Beginning a variable or method name with two underscores, however, does allow Python some control over access to it. It’s easiest to see all this with some examples, so here’s a sample Person class:

class Person:
    def __init__(self, nf = 'Glenn', nl = 'Rowe', nm = 'William'): 
        self.first = nf
        self._middle = nm
        self.__last = nl
    
    def PrintFirstName(self):
        print(self.first)

    def _PrintShortName(self):
        print(self.first + ' ' + self.__last)

    def __PrintFullName(self):
        print(self.first + ' ' + self._middle + ' ' + self.__last)

me = Person()
me.PrintFirstName()
me._PrintShortName()
me.__PrintFullName()

I’ve defined the class with a constructor that takes as arguments the first, last and middle names of the person, with default values provided for all three. The constructor assigns these to the three object variables first, _middle (with one underscore) and __last (with two underscores). We also define an ordinary method PrintFirstName() (with no underscores), a method _PrintShortName() (with one underscore) and a method __PrintFullName() (with two underscores). Following this we create a Person object called me and attempt to call each of the three methods.

If you try to run this code, you’ll find that the first two methods work properly, returning ‘Glenn’ and ‘Glenn Rowe’ respectively, but the program dies on the third method with the error ‘Person’ object has no attribute ‘__PrintFullName’. This illustrates Python’s way of implementing a private method. Since __PrintFullName() begins with two underscores, it is accessible only from within the class in which it is defined.
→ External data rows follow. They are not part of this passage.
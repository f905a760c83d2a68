//! Portable file status record.
//!
//! `libc::stat` differs in field widths and signedness between hosts. This
//! conversion is the only code that reads it; everything past this point sees
//! the fixed-width [`Stat`].

// Field widths vary per target, so some of these casts are no-ops on a given host.
#![allow(clippy::unnecessary_cast)]

use serde::Serialize;

#[derive(Debug, Clone, Copy, PartialEq, Eq, Serialize)]
#[serde(rename_all = "camelCase")]
pub struct Stat {
    pub dev: u64,
    pub ino: u64,
    pub mode: u32,
    pub nlink: u64,
    pub uid: u32,
    pub gid: u32,
    pub rdev: u64,
    pub size: i64,
    pub blksize: i64,
    pub blocks: i64,
    pub atime_ms: i64,
    pub mtime_ms: i64,
    pub ctime_ms: i64,
    /// Backs `isDirectory()` on the sandbox side.
    pub dir: bool,
}

impl From<&libc::stat> for Stat {
    fn from(st: &libc::stat) -> Self {
        let mode = st.st_mode as u32;
        Stat {
            dev: st.st_dev as u64,
            ino: st.st_ino as u64,
            mode,
            nlink: st.st_nlink as u64,
            uid: st.st_uid as u32,
            gid: st.st_gid as u32,
            rdev: st.st_rdev as u64,
            size: st.st_size as i64,
            blksize: st.st_blksize as i64,
            blocks: st.st_blocks as i64,
            // Only whole seconds are carried over.
            atime_ms: secs_to_millis(st.st_atime as i64),
            mtime_ms: secs_to_millis(st.st_mtime as i64),
            ctime_ms: secs_to_millis(st.st_ctime as i64),
            dir: (mode & libc::S_IFMT as u32) == libc::S_IFDIR as u32,
        }
    }
}

fn secs_to_millis(secs: i64) -> i64 {
    secs.saturating_mul(1000)
}
//! Dynamic document: a schema-less cluster object.
//!
//! Cluster objects arrive as nested JSON maps with no fixed object graph.
//! [`Document`] keeps that flexibility while giving call sites typed,
//! explicit accessors: every read returns `Option`, so an absent field is
//! a visible "not found" rather than a silent default.
//!
//! Paths are dotted (`spec.template.spec.containers`). Label and
//! annotation keys routinely contain dots themselves
//! (`deployment.kubernetes.io/revision`), so those are read through
//! [`Document::label`] and [`Document::annotation`] instead.

use std::collections::BTreeMap;

use serde::{Deserialize, Serialize};
use serde_json::{Map, Value};
use thiserror::Error;

/// Errors raised while building or mutating a [`Document`].
#[derive(Debug, Error, PartialEq, Eq)]
pub enum DocumentError {
    #[error("document root must be a JSON object")]
    NotAnObject,

    #[error("field `{0}` exists but is not an object")]
    NotAMap(String),

    #[error("empty field path")]
    EmptyPath,
}

/// A loosely-typed cluster object (JSON object at the root).
#[derive(Debug, Clone, Default, PartialEq, Serialize, Deserialize)]
#[serde(transparent)]
pub struct Document(Map<String, Value>);

/// One entry of `metadata.ownerReferences`.
#[derive(Debug, Clone, PartialEq, Eq)]
pub struct OwnerReference {
    pub kind: String,
    pub name: String,
    /// Absent on some synthetic objects.
    pub uid: Option<String>,
}

impl Document {
    /// Empty document (`{}`).
    pub fn new() -> Self {
        Self(Map::new())
    }

    /// Wrap a JSON value. Fails unless the value is an object.
    pub fn from_value(value: Value) -> Result<Self, DocumentError> {
        match value {
            Value::Object(map) => Ok(Self(map)),
            _ => Err(DocumentError::NotAnObject),
        }
    }

    pub fn into_value(self) -> Value {
        Value::Object(self.0)
    }

    pub fn as_map(&self) -> &Map<String, Value> {
        &self.0
    }

    // ── Reads ──────────────────────────────────────────────────────

    /// Look up a value by dotted path.
    pub fn get(&self, path: &str) -> Option<&Value> {
        let mut segments = path.split('.');
        let first = segments.next()?;
        let mut current = self.0.get(first)?;
        for segment in segments {
            current = current.as_object()?.get(segment)?;
        }
        Some(current)
    }

    pub fn get_str(&self, path: &str) -> Option<&str> {
        self.get(path)?.as_str()
    }

    pub fn get_bool(&self, path: &str) -> Option<bool> {
        self.get(path)?.as_bool()
    }

    pub fn get_i64(&self, path: &str) -> Option<i64> {
        self.get(path)?.as_i64()
    }

    pub fn get_list(&self, path: &str) -> Option<&Vec<Value>> {
        self.get(path)?.as_array()
    }

    pub fn get_map(&self, path: &str) -> Option<&Map<String, Value>> {
        self.get(path)?.as_object()
    }

    /// Read a map of string values, skipping non-string entries.
    pub fn get_string_map(&self, path: &str) -> Option<BTreeMap<String, String>> {
        let map = self.get_map(path)?;
        Some(
            map.iter()
                .filter_map(|(k, v)| v.as_str().map(|s| (k.clone(), s.to_string())))
                .collect(),
        )
    }

    // ── Metadata ───────────────────────────────────────────────────

    pub fn name(&self) -> Option<&str> {
        self.get_str("metadata.name")
    }

    pub fn namespace(&self) -> Option<&str> {
        self.get_str("metadata.namespace")
    }

    pub fn uid(&self) -> Option<&str> {
        self.get_str("metadata.uid")
    }

    pub fn resource_version(&self) -> Option<&str> {
        self.get_str("metadata.resourceVersion")
    }

    pub fn label(&self, key: &str) -> Option<&str> {
        self.get_map("metadata.labels")?.get(key)?.as_str()
    }

    pub fn annotation(&self, key: &str) -> Option<&str> {
        self.get_map("metadata.annotations")?.get(key)?.as_str()
    }

    pub fn labels(&self) -> BTreeMap<String, String> {
        self.get_string_map("metadata.labels").unwrap_or_default()
    }

    /// Parsed `metadata.ownerReferences`. Entries without a kind or name
    /// are skipped.
    pub fn owner_references(&self) -> Vec<OwnerReference> {
        let Some(refs) = self.get_list("metadata.ownerReferences") else {
            return Vec::new();
        };
        refs.iter()
            .filter_map(|raw| {
                let owner = raw.as_object()?;
                Some(OwnerReference {
                    kind: owner.get("kind")?.as_str()?.to_string(),
                    name: owner.get("name")?.as_str()?.to_string(),
                    uid: owner
                        .get("uid")
                        .and_then(Value::as_str)
                        .filter(|uid| !uid.is_empty())
                        .map(str::to_string),
                })
            })
            .collect()
    }

    // ── Writes ─────────────────────────────────────────────────────

    /// Set a value by dotted path, creating intermediate maps as needed.
    pub fn set(&mut self, path: &str, value: Value) -> Result<(), DocumentError> {
        if path.is_empty() {
            return Err(DocumentError::EmptyPath);
        }
        let segments: Vec<&str> = path.split('.').collect();
        let (last, parents) = segments.split_last().ok_or(DocumentError::EmptyPath)?;

        let mut current = &mut self.0;
        for (depth, segment) in parents.iter().enumerate() {
            let entry = current
                .entry(segment.to_string())
                .or_insert_with(|| Value::Object(Map::new()));
            current = entry
                .as_object_mut()
                .ok_or_else(|| DocumentError::NotAMap(segments[..=depth].join(".")))?;
        }
        current.insert(last.to_string(), value);
        Ok(())
    }

    /// Set a single annotation, creating `metadata.annotations` if absent.
    pub fn set_annotation(&mut self, key: &str, value: &str) -> Result<(), DocumentError> {
        let annotations = self.annotations_mut()?;
        annotations.insert(key.to_string(), Value::String(value.to_string()));
        Ok(())
    }

    fn annotations_mut(&mut self) -> Result<&mut Map<String, Value>, DocumentError> {
        let metadata = self
            .0
            .entry("metadata")
            .or_insert_with(|| Value::Object(Map::new()))
            .as_object_mut()
            .ok_or_else(|| DocumentError::NotAMap("metadata".to_string()))?;
        metadata
            .entry("annotations")
            .or_insert_with(|| Value::Object(Map::new()))
            .as_object_mut()
            .ok_or_else(|| DocumentError::NotAMap("metadata.annotations".to_string()))
    }
}

impl From<Document> for Value {
    fn from(doc: Document) -> Self {
        doc.into_value()
    }
}

impl TryFrom<Value> for Document {
    type Error = DocumentError;

    fn try_from(value: Value) -> Result<Self, Self::Error> {
        Self::from_value(value)
    }
}

#[cfg(test)]
mod tests {
    use super::*;
    use serde_json::json;

    fn deployment() -> Document {
        Document::from_value(json!({
            "metadata": {
                "name": "d1",
                "namespace": "ns1",
                "uid": "uid-d1",
                "resourceVersion": "42",
                "labels": {"app": "web", "deployment.kubernetes.io/revision": "3"},
                "ownerReferences": [
                    {"kind": "Rollout", "name": "r1", "uid": ""},
                    {"kind": "Broken"}
                ]
            },
            "spec": {
                "paused": true,
                "replicas": 3,
                "template": {"spec": {"containers": [{"name": "app", "image": "web:v1"}]}}
            }
        }))
        .unwrap()
    }

    #[test]
    fn dotted_paths_resolve_nested_fields() {
        let doc = deployment();
        assert_eq!(doc.name(), Some("d1"));
        assert_eq!(doc.get_bool("spec.paused"), Some(true));
        assert_eq!(doc.get_i64("spec.replicas"), Some(3));
        assert_eq!(doc.get_list("spec.template.spec.containers").map(Vec::len), Some(1));
    }

    #[test]
    fn missing_and_mistyped_fields_are_not_found() {
        let doc = deployment();
        assert_eq!(doc.get_str("spec.strategy.type"), None);
        assert_eq!(doc.get_bool("spec.replicas"), None);
        assert_eq!(doc.get_list("spec.paused.deeper"), None);
    }

    #[test]
    fn labels_with_dots_go_through_map_helpers() {
        let doc = deployment();
        assert_eq!(doc.label("deployment.kubernetes.io/revision"), Some("3"));
        assert_eq!(doc.get_str("metadata.labels.app"), Some("web"));
    }

    #[test]
    fn owner_references_skip_incomplete_entries() {
        let owners = deployment().owner_references();
        assert_eq!(owners.len(), 1);
        assert_eq!(owners[0].kind, "Rollout");
        assert_eq!(owners[0].uid, None);
    }

    #[test]
    fn set_creates_intermediate_maps() {
        let mut doc = Document::new();
        doc.set("spec.template.metadata.labels", json!({"a": "b"}))
            .unwrap();
        assert_eq!(doc.get_str("spec.template.metadata.labels.a"), Some("b"));
    }

    #[test]
    fn set_refuses_to_overwrite_scalars_on_the_way() {
        let mut doc = deployment();
        let err = doc.set("spec.paused.value", json!(1)).unwrap_err();
        assert_eq!(err, DocumentError::NotAMap("spec.paused".to_string()));
    }

    #[test]
    fn set_annotation_preserves_existing_entries() {
        let mut doc = Document::from_value(json!({
            "metadata": {"annotations": {"keep": "me"}}
        }))
        .unwrap();
        doc.set_annotation("kruise.io/approved", "true").unwrap();
        assert_eq!(doc.annotation("keep"), Some("me"));
        assert_eq!(doc.annotation("kruise.io/approved"), Some("true"));
    }

    #[test]
    fn non_object_root_is_rejected() {
        assert_eq!(
            Document::from_value(json!([1, 2])),
            Err(DocumentError::NotAnObject)
        );
    }
}
//! Bounded-deadline fan-out.
//!
//! Launch one task per key, give each its own timeout, and stop collecting
//! at an overall deadline. Whatever has not finished by then is reported
//! as pending and aborted. A partial answer is an ordinary result, not an
//! error.

use std::collections::{BTreeMap, HashMap};
use std::fmt::Display;
use std::future::Future;
use std::time::Duration;

use tokio::task::JoinSet;
use tokio::time::{self, Instant};
use tracing::{debug, warn};

pub const DEFAULT_PER_TASK: Duration = Duration::from_secs(10);
pub const DEFAULT_OVERALL: Duration = Duration::from_secs(15);

/// How one task ended.
#[derive(Debug, Clone, PartialEq, Eq)]
pub enum TaskOutcome<T> {
    Done(T),
    Failed(String),
    /// Exceeded its own timeout.
    TimedOut,
}

/// Results that arrived before the deadline, plus the keys that did not.
#[derive(Debug, Clone)]
pub struct Partial<K, T> {
    pub results: BTreeMap<K, TaskOutcome<T>>,
    /// In launch order.
    pub pending: Vec<K>,
}

impl<K, T> Partial<K, T> {
    pub fn is_complete(&self) -> bool {
        self.pending.is_empty()
    }
}

#[derive(Debug, Clone, Copy)]
pub struct FanOut {
    pub per_task: Duration,
    pub overall: Duration,
}

impl Default for FanOut {
    fn default() -> Self {
        Self {
            per_task: DEFAULT_PER_TASK,
            overall: DEFAULT_OVERALL,
        }
    }
}

impl FanOut {
    pub fn new(per_task: Duration, overall: Duration) -> Self {
        Self { per_task, overall }
    }

    /// Run `task` for every key concurrently. Panicking tasks count as
    /// failed. Tasks still running at the overall deadline are aborted.
    pub async fn gather<K, T, E, F, Fut>(&self, keys: impl IntoIterator<Item = K>, task: F) -> Partial<K, T>
    where
        K: Ord + Clone + Send + 'static,
        T: Send + 'static,
        E: Display,
        F: Fn(K) -> Fut,
        Fut: Future<Output = Result<T, E>> + Send + 'static,
    {
        let deadline = Instant::now() + self.overall;
        let per_task = self.per_task;
        let mut tasks = JoinSet::new();
        let mut keys_by_id = HashMap::new();
        let mut launched = Vec::new();

        for key in keys {
            let work = task(key.clone());
            let handle = tasks.spawn(async move {
                match time::timeout(per_task, work).await {
                    Ok(Ok(value)) => TaskOutcome::Done(value),
                    Ok(Err(e)) => TaskOutcome::Failed(e.to_string()),
                    Err(_) => TaskOutcome::TimedOut,
                }
            });
            keys_by_id.insert(handle.id(), key.clone());
            launched.push(key);
        }

        let mut results = BTreeMap::new();
        loop {
            match time::timeout_at(deadline, tasks.join_next_with_id()).await {
                Err(_) => {
                    warn!(
                        unfinished = keys_by_id.len(),
                        overall_ms = self.overall.as_millis() as u64,
                        "fan-out deadline reached; returning partial results"
                    );
                    break;
                }
                Ok(None) => break,
                Ok(Some(Ok((id, outcome)))) => {
                    if let Some(key) = keys_by_id.remove(&id) {
                        results.insert(key, outcome);
                    }
                }
                Ok(Some(Err(e))) => {
                    if let Some(key) = keys_by_id.remove(&e.id()) {
                        results.insert(key, TaskOutcome::Failed(format!("task failed: {e}")));
                    }
                }
            }
        }
        tasks.abort_all();

        let pending: Vec<K> = launched
            .into_iter()
            .filter(|key| !results.contains_key(key))
            .collect();
        debug!(done = results.len(), pending = pending.len(), "fan-out collected");
        Partial { results, pending }
    }
}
You’ll also notice that the call to _PrintShortName() did work, even though the print statement within that method refers to the variable self.__last, which has two underscores. This is acceptable, since this variable is being accessed by a method that is within the Person class, so it is visible.

[Actually, if you run the above code in the Python PowerShell, both me._PrintShortName() and me.__PrintFullName() give the ‘object has no attribute’ error. If you run the code within the Python console (within Visual Studio), only me.__PrintFullName() throws an error. I’m not sure what causes the incosistency, although I believe that the me._PrintShortName() statement should run without errors. In any case, if you’re respecting the programmer’s intent that any variable or method whose first character is an underscore (single or double) should be private, you shouldn’t be referring to them directly from outside the class anyway.]

To show that the method __PrintFullName() is visible from within the class, we can add a method as shown:

class Person:
    def __init__(self, nf = 'Glenn', nl = 'Rowe', nm = 'William'): 
        self.first = nf
        self._middle = nm
        self.__last = nl
    
    def PrintFirstName(self):
        print(self.first)

    def _PrintShortName(self):
        print(self.first + ' ' + self.__last)

    def __PrintFullName(self):
        print(self.first + ' ' + self._middle + ' ' + self.__last)

    def PrintName(self):
        self.__PrintFullName()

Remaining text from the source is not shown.